- Material provided -
//! Simulated distributed pipeline update
//!
//! Runs one tokio task per rank (plus one for the client when configured),
//! each owning its own `ProgressCoordinator` over a `LocalFabric`. Ranks walk
//! the same stages at jittered speeds, meet at a barrier the way an executor
//! would before closing the update, and then tear down.

use std::collections::HashMap;
use std::io::Stdout;
use std::sync::Arc;
use std::time::Duration;

use eyre::{Context, Result};
use rand::Rng;
use serde::{Deserialize, Serialize};
use tokio::sync::Barrier;
use tracing::{debug, info, warn};

use crate::config::SimulationConfig;
use crate::coordinator::{ClientFrame, CoordinatorConfig, CoordinatorMetrics, ProgressCoordinator};
use crate::display::{ConsoleDisplay, DisplayUpdate, ProgressDisplay, RecordingDisplay};
use crate::domain::{FilterId, ObjectKey, ProcessRole, Rank, Topology};
use crate::transport::{LocalClient, LocalFabric, LocalMessenger};

/// Outcome of a simulated update
#[derive(Debug, Clone, Serialize, Deserialize)]
pub struct SimulationReport {
    /// Role of each rank, indexed by rank
    pub roles: Vec<ProcessRole>,
    pub root: CoordinatorMetrics,
    pub satellites: Vec<CoordinatorMetrics>,
    /// Updates the client displayed, when a client ran
    pub client_updates: usize,
    /// Last value shown to the user
    pub final_stage: Option<String>,
    pub final_percent: Option<u8>,
}

/// One stage of the simulated pipeline; its address is its identity
#[derive(Debug)]
struct Stage {
    id: FilterId,
    name: String,
}

/// Records every update and optionally draws it on the terminal
struct SimulationDisplay {
    console: Option<ConsoleDisplay<Stdout>>,
    recording: RecordingDisplay,
}

impl SimulationDisplay {
    fn new(label: &str, render: bool) -> Self {
        Self {
            console: render.then(|| ConsoleDisplay::stdout(label)),
            recording: RecordingDisplay::new(),
        }
    }

    fn finish(&mut self) -> (usize, Option<DisplayUpdate>) {
        if let Some(console) = self.console.as_mut() {
            console.finish();
        }
        (self.recording.updates().len(), self.recording.last().cloned())
    }
}

impl ProgressDisplay for SimulationDisplay {
    fn set_local_progress(&mut self, name: &str, percent: u8) {
        if let Some(console) = self.console.as_mut() {
            console.set_local_progress(name, percent);
        }
        self.recording.set_local_progress(name, percent);
    }
}

type SimCoordinator = ProgressCoordinator<LocalMessenger, SimulationDisplay>;

struct RankOutcome {
    role: Option<ProcessRole>,
    metrics: CoordinatorMetrics,
    last: Option<DisplayUpdate>,
}

/// Run one update across `sim.satellites + 1` ranks
///
/// With `render` set, the process the user would watch (the root, or the
/// client when one is configured) draws a progress bar on stdout.
pub async fn run(sim: &SimulationConfig, progress: &CoordinatorConfig, render: bool) -> Result<SimulationReport> {
    let ranks = sim.satellites + 1;
    info!(%ranks, with_client = sim.with_client, "Starting simulated update");

    let mut fabric = LocalFabric::new(ranks);
    if sim.with_client {
        fabric = fabric.with_client();
    }
    let (messengers, client) = fabric.into_parts();

    let stages: Arc<Vec<Stage>> = Arc::new(
        sim.filters
            .iter()
            .enumerate()
            .map(|(index, name)| Stage {
                id: FilterId(index as i32 + 1),
                name: name.clone(),
            })
            .collect(),
    );
    let names: HashMap<FilterId, String> = stages.iter().map(|s| (s.id, s.name.clone())).collect();
    let barrier = Arc::new(Barrier::new(ranks));

    let client_task = client.map(|client| tokio::spawn(run_client(client, progress.clone(), render)));

    let rank_tasks: Vec<_> = messengers
        .into_iter()
        .enumerate()
        .map(|(index, messenger)| {
            let topology = Topology {
                is_client: false,
                is_server: sim.with_client,
                local_rank: Rank(index),
                num_processes: ranks,
            };
            let watching = render && index == 0 && !sim.with_client;
            let coordinator = ProgressCoordinator::new(
                progress.clone(),
                topology,
                messenger,
                SimulationDisplay::new("root", watching),
            )
            .with_names(names.clone());

            tokio::spawn(run_rank(
                coordinator,
                Arc::clone(&stages),
                sim.steps,
                Duration::from_millis(sim.tick_ms),
                Arc::clone(&barrier),
            ))
        })
        .collect();

    let mut outcomes = Vec::with_capacity(ranks);
    for joined in futures::future::join_all(rank_tasks).await {
        outcomes.push(joined.context("Rank task panicked")??);
    }

    let client_outcome = match client_task {
        Some(task) => Some(task.await.context("Client task panicked")??),
        None => None,
    };

    let roles = outcomes.iter().filter_map(|o| o.role).collect();
    let mut outcomes = outcomes.into_iter();
    let root = outcomes.next().ok_or_else(|| eyre::eyre!("Simulation ran no ranks"))?;
    let satellites = outcomes.map(|o| o.metrics).collect();

    let (client_updates, last) = match client_outcome {
        Some((count, last)) if root.role == Some(ProcessRole::ServerRootMpi) => (count, last),
        Some((count, _)) => (count, root.last),
        None => (0, root.last),
    };

    Ok(SimulationReport {
        roles,
        root: root.metrics,
        satellites,
        client_updates,
        final_stage: last.as_ref().map(|u| u.name.clone()),
        final_percent: last.map(|u| u.percent),
    })
}

async fn run_rank(
    mut coordinator: SimCoordinator,
    stages: Arc<Vec<Stage>>,
    steps: u32,
    tick: Duration,
    barrier: Arc<Barrier>,
) -> Result<RankOutcome> {
    let rank = coordinator.topology().local_rank;
    let reported = report_stages(&mut coordinator, &stages, steps, tick).await;

    // Peers block here until every rank arrives, so a failed rank still waits.
    debug!(%rank, "run_rank: waiting for peers");
    barrier.wait().await;
    reported?;

    coordinator
        .cleanup_pending_progress()
        .context("Failed to close update window")?;
    coordinator.shutdown();

    let (_, last) = coordinator.display_mut().finish();
    Ok(RankOutcome {
        role: coordinator.role(),
        metrics: coordinator.metrics().clone(),
        last,
    })
}

/// Open the window and walk every stage from 0 to 100 percent
async fn report_stages(coordinator: &mut SimCoordinator, stages: &[Stage], steps: u32, tick: Duration) -> Result<()> {
    if steps == 0 {
        return Err(eyre::eyre!("Simulation needs at least one step per stage"));
    }

    for stage in stages {
        coordinator.register_progress_event(ObjectKey::of(stage), stage.id);
    }

    coordinator.prepare_progress().context("Failed to open update window")?;

    for stage in stages {
        for step in 0..=steps {
            let percent = (step * 100 / steps) as u8;
            coordinator
                .invoke_progress_event(ObjectKey::of(stage), percent, Some(&stage.name))
                .context("Failed to report progress")?;

            let factor: f64 = rand::rng().random_range(0.5..1.5);
            tokio::time::sleep(tick.mul_f64(factor)).await;
        }
    }
    Ok(())
}

/// Client side: decode frames from the root and hand them to the display
async fn run_client(
    mut link: LocalClient,
    progress: CoordinatorConfig,
    render: bool,
) -> Result<(usize, Option<DisplayUpdate>)> {
    let (mut own, _) = LocalFabric::new(1).into_parts();
    let messenger = own.pop().ok_or_else(|| eyre::eyre!("Client fabric has no endpoint"))?;
    let topology = Topology {
        is_client: true,
        ..Topology::standalone()
    };
    let mut coordinator = ProgressCoordinator::new(progress, topology, messenger, SimulationDisplay::new("client", render));
    let key = ObjectKey::from_raw(0);

    while let Some(envelope) = link.recv().await {
        match ClientFrame::decode(&envelope.bytes) {
            Ok(frame) => coordinator
                .invoke_progress_event(key, frame.percent, Some(&frame.name))
                .context("Client failed to display progress")?,
            Err(e) => warn!(error = %e, "Discarding malformed client frame"),
        }
    }

    Ok(coordinator.display_mut().finish())
}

- Task brief -
Repeat all the material exactly as it stands.

- Your solution -
//! Simulated distributed pipeline update
//!
//! Runs one tokio task per rank (plus one for the client when configured),
//! each owning its own `ProgressCoordinator` over a `LocalFabric`. Ranks walk
//! the same stages at jittered speeds, meet at a barrier the way an executor
//! would before closing the update, and then tear down.

use std::collections::HashMap;
use std::io::Stdout;
use std::sync::Arc;
use std::time::Duration;

use eyre::{Context, Result};
use rand::Rng;
use serde::{Deserialize, Serialize};
use tokio::sync::Barrier;
use tracing::{debug, info, warn};

use crate::config::SimulationConfig;
use crate::coordinator::{ClientFrame, CoordinatorConfig, CoordinatorMetrics, ProgressCoordinator};
use crate::display::{ConsoleDisplay, DisplayUpdate, ProgressDisplay, RecordingDisplay};
use crate::domain::{FilterId, ObjectKey, ProcessRole, Rank, Topology};
use crate::transport::{LocalClient, LocalFabric, LocalMessenger};

/// Outcome of a simulated update
#[derive(Debug, Clone, Serialize, Deserialize)]
pub struct SimulationReport {
    /// Role of each rank, indexed by rank
    pub roles: Vec<ProcessRole>,
    pub root: CoordinatorMetrics,
    pub satellites: Vec<CoordinatorMetrics>,
    /// Updates the client displayed, when a client ran
    pub client_updates: usize,
    /// Last value shown to the user
    pub final_stage: Option<String>,
    pub final_percent: Option<u8>,
}

/// One stage of the simulated pipeline; its address is its identity
#[derive(Debug)]
struct Stage {
    id: FilterId,
    name: String,
}

/// Records every update and optionally draws it on the terminal
struct SimulationDisplay {
    console: Option<ConsoleDisplay<Stdout>>,
    recording: RecordingDisplay,
}

impl SimulationDisplay {
    fn new(label: &str, render: bool) -> Self {
        Self {
            console: render.then(|| ConsoleDisplay::stdout(label)),
            recording: RecordingDisplay::new(),
        }
    }

    fn finish(&mut self) -> (usize, Option<DisplayUpdate>) {
        if let Some(console) = self.console.as_mut() {
            console.finish();
        }
        (self.recording.updates().len(), self.recording.last().cloned())
    }
}

impl ProgressDisplay for SimulationDisplay {
    fn set_local_progress(&mut self, name: &str, percent: u8) {
        if let Some(console) = self.console.as_mut() {
            console.set_local_progress(name, percent);
        }
        self.recording.set_local_progress(name, percent);
    }
}

type SimCoordinator = ProgressCoordinator<LocalMessenger, SimulationDisplay>;

struct RankOutcome {
    role: Option<ProcessRole>,
    metrics: CoordinatorMetrics,
    last: Option<DisplayUpdate>,
}

/// Run one update across `sim.satellites + 1` ranks
///
/// With `render` set, the process the user would watch (the root, or the
/// client when one is configured) draws a progress bar on stdout.
pub async fn run(sim: &SimulationConfig, progress: &CoordinatorConfig, render: bool) -> Result<SimulationReport> {
    let ranks = sim.satellites + 1;
    info!(%ranks, with_client = sim.with_client, "Starting simulated update");

    let mut fabric = LocalFabric::new(ranks);
    if sim.with_client {
        fabric = fabric.with_client();
    }
    let (messengers, client) = fabric.into_parts();

    let stages: Arc<Vec<Stage>> = Arc::new(
        sim.filters
            .iter()
            .enumerate()
            .map(|(index, name)| Stage {
                id: FilterId(index as i32 + 1),
                name: name.clone(),
            })
            .collect(),
    );
    let names: HashMap<FilterId, String> = stages.iter().map(|s| (s.id, s.name.clone())).collect();
    let barrier = Arc::new(Barrier::new(ranks));

    let client_task = client.map(|client| tokio::spawn(run_client(client, progress.clone(), render)));

    let rank_tasks: Vec<_> = messengers
        .into_iter()
        .enumerate()
        .map(|(index, messenger)| {
            let topology = Topology {
                is_client: false,
                is_server: sim.with_client,
                local_rank: Rank(index),
                num_processes: ranks,
            };
            let watching = render && index == 0 && !sim.with_client;
            let coordinator = ProgressCoordinator::new(
                progress.clone(),
                topology,
                messenger,
                SimulationDisplay::new("root", watching),
            )
            .with_names(names.clone());

            tokio::spawn(run_rank(
                coordinator,
                Arc::clone(&stages),
                sim.steps,
                Duration::from_millis(sim.tick_ms),
                Arc::clone(&barrier),
            ))
        })
        .collect();

    let mut outcomes = Vec::with_capacity(ranks);
    for joined in futures::future::join_all(rank_tasks).await {
        outcomes.push(joined.context("Rank task panicked")??);
    }

    let client_outcome = match client_task {
        Some(task) => Some(task.await.context("Client task panicked")??),
        None => None,
    };

    let roles = outcomes.iter().filter_map(|o| o.role).collect();
    let mut outcomes = outcomes.into_iter();
    let root = outcomes.next().ok_or_else(|| eyre::eyre!("Simulation ran no ranks"))?;
    let satellites = outcomes.map(|o| o.metrics).collect();

    let (client_updates, last) = match client_outcome {
        Some((count, last)) if root.role == Some(ProcessRole::ServerRootMpi) => (count, last),
        Some((count, _)) => (count, root.last),
        None => (0, root.last),
    };

    Ok(SimulationReport {
        roles,
        root: root.metrics,
        satellites,
        client_updates,
        final_stage: last.as_ref().map(|u| u.name.clone()),
        final_percent: last.map(|u| u.percent),
    })
}

async fn run_rank(
    mut coordinator: SimCoordinator,
    stages: Arc<Vec<Stage>>,
    steps: u32,
    tick: Duration,
    barrier: Arc<Barrier>,
) -> Result<RankOutcome> {
    let rank = coordinator.topology().local_rank;
    let reported = report_stages(&mut coordinator, &stages, steps, tick).await;

    // Peers block here until every rank arrives, so a failed rank still waits.
    debug!(%rank, "run_rank: waiting for peers");
    barrier.wait().await;
    reported?;

    coordinator
        .cleanup_pending_progress()
        .context("Failed to close update window")?;
    coordinator.shutdown();

    let (_, last) = coordinator.display_mut().finish();
    Ok(RankOutcome {
        role: coordinator.role(),
        metrics: coordinator.metrics().clone(),
        last,
    })
}

/// Open the window and walk every stage from 0 to 100 percent
async fn report_stages(coordinator: &mut SimCoordinator, stages: &[Stage], steps: u32, tick: Duration) -> Result<()> {
    if steps == 0 {
        return Err(eyre::eyre!("Simulation needs at least one step per stage"));
    }

    for stage in stages {
        coordinator.register_progress_event(ObjectKey::of(stage), stage.id);
    }

    coordinator.prepare_progress().context("Failed to open update window")?;

    for stage in stages {
        for step in 0..=steps {
            let percent = (step * 100 / steps) as u8;
            coordinator
                .invoke_progress_event(ObjectKey::of(stage), percent, Some(&stage.name))
                .context("Failed to report progress")?;

            let factor: f64 = rand::rng().random_range(0.5..1.5);
            tokio::time::sleep(tick.mul_f64(factor)).await;
        }
    }
    Ok(())
}

/// Client side: decode frames from the root and hand them to the display
async fn run_client(
    mut link: LocalClient,
    progress: CoordinatorConfig,
    render: bool,
) -> Result<(usize, Option<DisplayUpdate>)> {
    let (mut own, _) = LocalFabric::new(1).into_parts();
    let messenger = own.pop().ok_or_else(|| eyre::eyre!("Client fabric has no endpoint"))?;
    let topology = Topology {
        is_client: true,
        ..Topology::standalone()
    };
    let mut coordinator = ProgressCoordinator::new(progress, topology, messenger, SimulationDisplay::new("client", render));
    let key = ObjectKey::from_raw(0);

    while let Some(envelope) = link.recv().await {
        match ClientFrame::decode(&envelope.bytes) {
            Ok(frame) => coordinator
                .invoke_progress_event(key, frame.percent, Some(&frame.name))
                .context("Client failed to display progress")?,
            Err(e) => warn!(error = %e, "Discarding malformed client frame"),
        }
    }

    Ok(coordinator.display_mut().finish())
}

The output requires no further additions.